Customer concentration and customer dependence

A large portion of ScandBook’s turnover stems from a limited number of customer groups among the large Scandinavian publishers. ScandBook has signed framework agreements with some of these customers, but they do not contain any volume guarantees or exclusivity provisions. ScandBook is therefore dependent on maintaining relations built up over a long time with these major customers.

Dominant position

The possibility cannot be ruled out that ScandBook may be considered by the competition authorities to have a dominant position on one or more markets.
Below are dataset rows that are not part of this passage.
//! The inbound update model.
//!
//! # Hierarchy
//!
//! ```text
//! Update { update_id }
//! ├── message / edited_message / channel_post / edited_channel_post → Message
//! ├── callback_query        → CallbackQuery
//! ├── inline_query          → InlineQuery
//! ├── chosen_inline_result  → ChosenInlineResult
//! └── chat_join_request     → ChatJoinRequest
//! ```
//!
//! Every type is `Clone` (deep) and round-trips through the platform's JSON.
//! Unknown fields are ignored so newer API versions keep decoding.

mod message;
mod query;
mod update;

pub use message::{Chat, ChatType, Message, MessageEntity, User};
pub use query::{CallbackQuery, ChatJoinRequest, ChosenInlineResult, InlineQuery};
pub use update::{Update, UpdateKind};
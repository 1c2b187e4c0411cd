//! The [`Update`] envelope and its kind classification.

use std::fmt;
use std::str::FromStr;

use serde::{Deserialize, Serialize};

use super::message::Message;
use super::query::{CallbackQuery, ChatJoinRequest, ChosenInlineResult, InlineQuery};

/// Classification of an update by its populated payload.
///
/// The string forms match the field names the platform uses, which are also
/// the values accepted in `allowed_updates`.
#[derive(Debug, Clone, Copy, PartialEq, Eq, Hash)]
pub enum UpdateKind {
    Message,
    EditedMessage,
    ChannelPost,
    EditedChannelPost,
    InlineQuery,
    ChosenInlineResult,
    CallbackQuery,
    ChatJoinRequest,
    /// No known payload is populated.
    Unknown,
}

impl UpdateKind {
    /// Returns the platform field name for this kind.
    pub fn as_str(&self) -> &'static str {
        match self {
            Self::Message => "message",
            Self::EditedMessage => "edited_message",
            Self::ChannelPost => "channel_post",
            Self::EditedChannelPost => "edited_channel_post",
            Self::InlineQuery => "inline_query",
            Self::ChosenInlineResult => "chosen_inline_result",
            Self::CallbackQuery => "callback_query",
            Self::ChatJoinRequest => "chat_join_request",
            Self::Unknown => "unknown",
        }
    }
}

impl fmt::Display for UpdateKind {
    fn fmt(&self, f: &mut fmt::Formatter<'_>) -> fmt::Result {
        f.write_str(self.as_str())
    }
}

impl FromStr for UpdateKind {
    type Err = ();

    fn from_str(s: &str) -> Result<Self, Self::Err> {
        Ok(match s {
            "message" => Self::Message,
            "edited_message" => Self::EditedMessage,
            "channel_post" => Self::ChannelPost,
            "edited_channel_post" => Self::EditedChannelPost,
            "inline_query" => Self::InlineQuery,
            "chosen_inline_result" => Self::ChosenInlineResult,
            "callback_query" => Self::CallbackQuery,
            "chat_join_request" => Self::ChatJoinRequest,
            _ => Self::Unknown,
        })
    }
}

/// One inbound update.
///
/// At most one optional payload is populated in practice, but nothing here
/// enforces it; [`Update::kind`] reports the first populated one in field
/// order.
#[derive(Debug, Clone, Default, PartialEq, Eq, Serialize, Deserialize)]
pub struct Update {
    /// Monotonically increasing identifier, used as the polling cursor.
    pub update_id: i64,
    #[serde(default, skip_serializing_if = "Option::is_none")]
    pub message: Option<Message>,
    #[serde(default, skip_serializing_if = "Option::is_none")]
    pub edited_message: Option<Message>,
    #[serde(default, skip_serializing_if = "Option::is_none")]
    pub channel_post: Option<Message>,
    #[serde(default, skip_serializing_if = "Option::is_none")]
    pub edited_channel_post: Option<Message>,
    #[serde(default, skip_serializing_if = "Option::is_none")]
    pub inline_query: Option<InlineQuery>,
    #[serde(default, skip_serializing_if = "Option::is_none")]
    pub chosen_inline_result: Option<ChosenInlineResult>,
    #[serde(default, skip_serializing_if = "Option::is_none")]
    pub callback_query: Option<CallbackQuery>,
    #[serde(default, skip_serializing_if = "Option::is_none")]
    pub chat_join_request: Option<ChatJoinRequest>,
}

impl Update {
    /// Returns the kind of the first populated payload.
    pub fn kind(&self) -> UpdateKind {
        if self.message.is_some() {
            UpdateKind::Message
        } else if self.edited_message.is_some() {
            UpdateKind::EditedMessage
        } else if self.channel_post.is_some() {
            UpdateKind::ChannelPost
        } else if self.edited_channel_post.is_some() {
            UpdateKind::EditedChannelPost
        } else if self.inline_query.is_some() {
            UpdateKind::InlineQuery
        } else if self.chosen_inline_result.is_some() {
            UpdateKind::ChosenInlineResult
        } else if self.callback_query.is_some() {
            UpdateKind::CallbackQuery
        } else if self.chat_join_request.is_some() {
            UpdateKind::ChatJoinRequest
        } else {
            UpdateKind::Unknown
        }
    }

    /// Returns whichever message-shaped payload is populated: a message, an
    /// edited message, a channel post or an edited channel post.
    pub fn any_message(&self) -> Option<&Message> {
        self.message
            .as_ref()
            .or(self.edited_message.as_ref())
            .or(self.channel_post.as_ref())
            .or(self.edited_channel_post.as_ref())
    }

    /// Returns the id of the chat this update concerns, when there is one.
    pub fn chat_id(&self) -> Option<i64> {
        if let Some(msg) = self.any_message() {
            return Some(msg.chat.id);
        }
        if let Some(query) = &self.callback_query {
            return query.message.as_ref().map(|m| m.chat.id);
        }
        self.chat_join_request.as_ref().map(|r| r.chat.id)
    }

    /// Returns the id of the user who caused this update, when known.
    pub fn sender_id(&self) -> Option<i64> {
        if let Some(msg) = self.any_message() {
            return msg.sender_id();
        }
        self.callback_query
            .as_ref()
            .map(|q| q.from.id)
            .or(self.inline_query.as_ref().map(|q| q.from.id))
            .or(self.chosen_inline_result.as_ref().map(|r| r.from.id))
            .or(self.chat_join_request.as_ref().map(|r| r.from.id))
    }
}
If ScandBook should be considered to have a dominant position on a market, the competition regulations would impose requirements and restrictions on ScandBook’s agreements and business arrangements with its customers.


ScandBook operates on an international market and has a number of competitors on its geographic submarkets today. Most competing book producers are owned by large media groups and often have considerably greater financial and industrial resources at their disposal via their owners than does ScandBook. The competition may even increase further as new companies are established.

Cyclical fluctuations

The production of books is mainly driven by the volumes that are sold to consumers. Book sales in Sweden have historically been correlated with household consumption, where book consumption has represented about 0.5 percent of total household consumption during the past five years. A negative economic trend, resulting in declining disposable incomes for households, could consequently have a negative impact on the book market.

Technological development and new behaviour patterns

ScandBook keeps careful track of the development of new media formats such as talking books and e-books and the associated development of carrier media such as electronic reading tablets. It is difficult to foresee to what extent new media formats and their carriers may compete with the printed fiction book in the future.